Verified step by step guidance1
Step 1: Understand the two series given for comparison. The first series is \( \sum_{k=2}^\infty \frac{1}{k (\ln k)^2} \) and the second series is \( \sum_{k=3}^\infty \frac{1}{k (\ln k) (\ln \ln k)^2} \). Both are infinite series with terms involving logarithmic functions in the denominator.
Step 2: Recall that the speed of convergence of a series depends on how quickly its terms approach zero. Smaller terms generally mean faster convergence. So, we want to compare the size of the terms \( \frac{1}{k (\ln k)^2} \) and \( \frac{1}{k (\ln k) (\ln \ln k)^2} \) for large \( k \).
Step 3: For large \( k \), note that \( \ln k > 0 \) and \( \ln \ln k > 0 \). Since \( (\ln k)^2 \) grows faster than \( (\ln k)(\ln \ln k)^2 \) because \( (\ln \ln k)^2 \) grows slower than \( \ln k \), the denominator \( k (\ln k)^2 \) is larger than \( k (\ln k)(\ln \ln k)^2 \) for sufficiently large \( k \).
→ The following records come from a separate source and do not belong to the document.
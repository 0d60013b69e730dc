//! Tests for the credit ledger
//!
//! CRITICAL: sum of balances == total supply after every call

use waitlist_core_rs::{Account, CreditLedger, ErrorKind, Event, LedgerError, TokenMetadata};

fn acct(id: &str) -> Account {
    Account::new(id)
}

/// Ledger with `minter` configured as issuer
fn ledger_with_minter(minter: &Account) -> CreditLedger {
    let mut ledger = CreditLedger::new(TokenMetadata::default());
    ledger.set_issuer(&acct("0xdep10yer"), minter.clone()).unwrap();
    ledger
}

// ============================================================================
// Issuer configuration
// ============================================================================

#[test]
fn test_set_issuer_once() {
    let mut ledger = CreditLedger::new(TokenMetadata::default());

    ledger.set_issuer(&acct("0xanyone"), acct("0x155")).unwrap();

    assert_eq!(ledger.issuer(), Some(&acct("0x155")));
    assert_eq!(
        ledger.events().last(),
        Some(&Event::IssuerSet {
            issuer: acct("0x155")
        })
    );
}

#[test]
fn test_second_set_issuer_rejected() {
    let mut ledger = CreditLedger::new(TokenMetadata::default());
    ledger.set_issuer(&acct("0xa"), acct("0x155")).unwrap();

    let err = ledger.set_issuer(&acct("0xa"), acct("0x0ther")).unwrap_err();

    assert_eq!(err.kind(), ErrorKind::State);
    assert_eq!(err.to_string(), "Issuer already set");
    assert_eq!(ledger.issuer(), Some(&acct("0x155")));
}

#[test]
fn test_set_null_issuer_rejected() {
    let mut ledger = CreditLedger::new(TokenMetadata::default());

    let err = ledger.set_issuer(&acct("0xa"), Account::null()).unwrap_err();

    assert_eq!(err, LedgerError::InvalidAddress);
    assert!(ledger.issuer().is_none());
}

// ============================================================================
// Minting
// ============================================================================

#[test]
fn test_mint_by_issuer() {
    let minter = acct("0x155");
    let mut ledger = ledger_with_minter(&minter);

    ledger.mint(&minter, &acct("0xa"), 100).unwrap();

    assert_eq!(ledger.balance_of(&acct("0xa")), 100);
    assert_eq!(ledger.total_supply(), 100);
    assert!(ledger.supply_is_conserved());
}

#[test]
fn test_mint_by_non_issuer_rejected() {
    let mut ledger = ledger_with_minter(&acct("0x155"));

    let err = ledger.mint(&acct("0xa"), &acct("0xa"), 100).unwrap_err();

    assert_eq!(err.kind(), ErrorKind::Authorization);
    assert_eq!(err.to_string(), "Only issuer can mint");
    assert_eq!(ledger.total_supply(), 0);
}

#[test]
fn test_mint_before_issuer_set_rejected() {
    let mut ledger = CreditLedger::new(TokenMetadata::default());

    let err = ledger.mint(&acct("0xa"), &acct("0xa"), 1).unwrap_err();
    assert_eq!(err.kind(), ErrorKind::Authorization);
}

#[test]
fn test_mint_zero_and_null_rejected() {
    let minter = acct("0x155");
    let mut ledger = ledger_with_minter(&minter);

    let zero = ledger.mint(&minter, &acct("0xa"), 0).unwrap_err();
    assert_eq!(zero.to_string(), "Amount must be greater than zero");
    assert_eq!(zero.kind(), ErrorKind::Input);

    let null = ledger.mint(&minter, &Account::null(), 5).unwrap_err();
    assert_eq!(null.to_string(), "Invalid address");
    assert_eq!(ledger.total_supply(), 0);
}

// ============================================================================
// Transfers and allowances
// ============================================================================

#[test]
fn test_transfer_moves_balance() {
    let minter = acct("0x155");
    let mut ledger = ledger_with_minter(&minter);
    ledger.mint(&minter, &acct("0xa"), 100).unwrap();

    ledger.transfer(&acct("0xa"), &acct("0xb"), 40).unwrap();

    assert_eq!(ledger.balance_of(&acct("0xa")), 60);
    assert_eq!(ledger.balance_of(&acct("0xb")), 40);
    assert_eq!(ledger.total_supply(), 100);
    assert!(ledger.supply_is_conserved());
}

#[test]
fn test_transfer_over_balance_changes_nothing() {
    let minter = acct("0x155");
    let mut ledger = ledger_with_minter(&minter);
    ledger.mint(&minter, &acct("0xa"), 10).unwrap();
    let before = ledger.clone();

    let err = ledger.transfer(&acct("0xa"), &acct("0xb"), 11).unwrap_err();

    assert_eq!(err.kind(), ErrorKind::InsufficientFunds);
    assert_eq!(ledger, before);
}

#[test]
fn test_transfer_to_null_rejected() {
    let minter = acct("0x155");
    let mut ledger = ledger_with_minter(&minter);
    ledger.mint(&minter, &acct("0xa"), 10).unwrap();

    let err = ledger.transfer(&acct("0xa"), &Account::null(), 1).unwrap_err();

    assert_eq!(err, LedgerError::InvalidAddress);
    assert_eq!(ledger.balance_of(&acct("0xa")), 10);
}

#[test]
fn test_approve_overwrites() {
    let mut ledger = ledger_with_minter(&acct("0x155"));

    ledger.approve(&acct("0xa"), &acct("0x5pender"), 50).unwrap();
    ledger.approve(&acct("0xa"), &acct("0x5pender"), 20).unwrap();

    assert_eq!(ledger.allowance(&acct("0xa"), &acct("0x5pender")), 20);
    assert_eq!(ledger.events().events_of_type("Approval").len(), 2);
}

#[test]
fn test_transfer_from_spends_allowance() {
    let minter = acct("0x155");
    let mut ledger = ledger_with_minter(&minter);
    ledger.mint(&minter, &acct("0xa"), 100).unwrap();
    ledger.approve(&acct("0xa"), &acct("0x5pender"), 30).unwrap();

    ledger
        .transfer_from(&acct("0x5pender"), &acct("0xa"), &acct("0xb"), 25)
        .unwrap();

    assert_eq!(ledger.balance_of(&acct("0xb")), 25);
    assert_eq!(ledger.allowance(&acct("0xa"), &acct("0x5pender")), 5);

    let err = ledger
        .transfer_from(&acct("0x5pender"), &acct("0xa"), &acct("0xb"), 6)
        .unwrap_err();
    assert!(matches!(err, LedgerError::InsufficientAllowance { .. }));
    assert_eq!(ledger.balance_of(&acct("0xa")), 75);
}

#[test]
fn test_transfer_from_insufficient_balance_keeps_allowance() {
    let minter = acct("0x155");
    let mut ledger = ledger_with_minter(&minter);
    ledger.mint(&minter, &acct("0xa"), 5).unwrap();
    ledger.approve(&acct("0xa"), &acct("0x5pender"), 30).unwrap();

    let err = ledger
        .transfer_from(&acct("0x5pender"), &acct("0xa"), &acct("0xb"), 10)
        .unwrap_err();

    assert!(matches!(err, LedgerError::InsufficientBalance { .. }));
    assert_eq!(ledger.allowance(&acct("0xa"), &acct("0x5pender")), 30);
}

#[test]
fn test_every_transfer_is_logged() {
    let minter = acct("0x155");
    let mut ledger = ledger_with_minter(&minter);
    let cursor = ledger.events().cursor();

    ledger.mint(&minter, &acct("0xa"), 10).unwrap();
    ledger.transfer(&acct("0xa"), &acct("0xb"), 3).unwrap();

    let records = ledger.events().since(cursor);
    assert_eq!(records.len(), 2);
    assert_eq!(
        records[0].event,
        Event::Transfer {
            from: Account::null(),
            to: acct("0xa"),
            amount: 10
        }
    );
    assert_eq!(
        records[1].event,
        Event::Transfer {
            from: acct("0xa"),
            to: acct("0xb"),
            amount: 3
        }
    );
}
Step 4: Since the denominator of the first series' terms is larger, its terms are smaller compared to the second series' terms for large \( k \). Smaller terms imply that the first series converges faster than the second series.
Step 5: To confirm this rigorously, one could apply the Integral Test or compare the series using the Limit Comparison Test by examining the limit of the ratio of their terms as \( k \to \infty \). This will show which series' terms decrease faster, confirming the conclusion about convergence speed.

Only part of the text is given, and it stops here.